Las comisiones de Koldo durante la pandemia; las de Santos Cerdán en las adjudicaciones de obra pública; las prostitutas de Ábalos contratadas en empresas públicas; el hermano "músico”, que no sabía dónde trabajaba, la mujer "catedrática" sin estudios; la “fontanera” de La Moncloa; las maletas de Delcy; los vuelos a la República Dominicana… y todo lo que falta por salir —Armengol, Víctor Torres y las compras COVID, el rescate de Air Europa—. La simple enumeración de los escándalos que empapan (más que salpican) al Gobierno de Sánchez bastaría para llenar una entrada de blog.
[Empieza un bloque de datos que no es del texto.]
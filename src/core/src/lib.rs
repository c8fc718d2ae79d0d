//! ImageFS Core - Shared Types
//!
//! Error type, driver configuration and the label schema that ties a
//! volume name to its backing container.

pub mod config;
pub mod error;
pub mod volume;

// Re-export commonly used types
pub use config::{DriverConfig, RegistryAuthConfig};
pub use error::{ImagefsError, Result};
pub use volume::{CreateOptions, VolumeInfo, VolumeLabels};

/// ImageFS version
pub const VERSION: &str = env!("CARGO_PKG_VERSION");
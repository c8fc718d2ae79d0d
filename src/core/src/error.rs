use thiserror::Error;

/// ImageFS error types
#[derive(Error, Debug)]
pub enum ImagefsError {
    /// A required request option is missing or malformed
    #[error("Invalid argument: {0}")]
    InvalidArgument(String),

    /// No backing container exists for the volume name
    #[error("Volume not found: {0}")]
    NotFound(String),

    /// The container's filesystem snapshot is not a union/overlay mount
    #[error("Unsupported graph driver: {0}")]
    UnsupportedBackend(String),

    /// The snapshot descriptor lacks an expected field
    #[error("Missing snapshot data: {0}")]
    MissingSnapshotData(String),

    /// A container runtime call failed
    #[error("Runtime error: {operation} - {message}")]
    RuntimeFailure { operation: String, message: String },

    /// More than one backing container claims the same volume name
    #[error("Corrupted volume state: {name} is backed by {count} containers")]
    Corrupted { name: String, count: usize },

    /// Timeout error
    #[error("Timeout: {0}")]
    Timeout(String),

    /// Configuration error
    #[error("Configuration error: {0}")]
    Config(String),

    /// I/O error
    #[error("I/O error: {0}")]
    Io(#[from] std::io::Error),

    /// Serialization error
    #[error("Serialization error: {0}")]
    Serialization(String),
}

impl ImagefsError {
    /// Build a `RuntimeFailure` for the named gateway operation.
    pub fn runtime(operation: &str, message: impl Into<String>) -> Self {
        ImagefsError::RuntimeFailure {
            operation: operation.to_string(),
            message: message.into(),
        }
    }
}

impl From<serde_json::Error> for ImagefsError {
    fn from(err: serde_json::Error) -> Self {
        ImagefsError::Serialization(err.to_string())
    }
}

impl From<serde_yaml::Error> for ImagefsError {
    fn from(err: serde_yaml::Error) -> Self {
        ImagefsError::Serialization(err.to_string())
    }
}

/// Result type alias for ImageFS operations
pub type Result<T> = std::result::Result<T, ImagefsError>;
Recordemos la cínica frase atribuida a Franklin D. Roosevelt y popularizada luego por Henry Kissinger sobre el dictador nicaragüense Anastasio Somoza:
«Puede que sea un hijo de puta, pero es nuestro hijo de puta».
Así, apoyando a nuestros hijos de puta, hemos conseguido que prosperen y saqueen España hasta extremos inimaginables mientras los animábamos con nuestras bufandas y banderitas.
Hubo un breve paréntesis en el que emergieron partidos como UPyD y Ciudadanos, con políticos que parecían honestos y defendían la regeneración democrática: reforma electoral, combate al nacionalismo, lucha contra la corrupción. Pero fueron flor de un día. Fracasaron —más allá de sus errores— porque, sencillamente, no eran nuestros hijos de puta.
Quizá ha llegado el momento de dejar de otorgar nuestra confianza a hijos de puta, propios o ajenos. No solo porque desprecian a quienes los votan y los usan en beneficio propio, sino porque España no se merece tanto hijo de puta.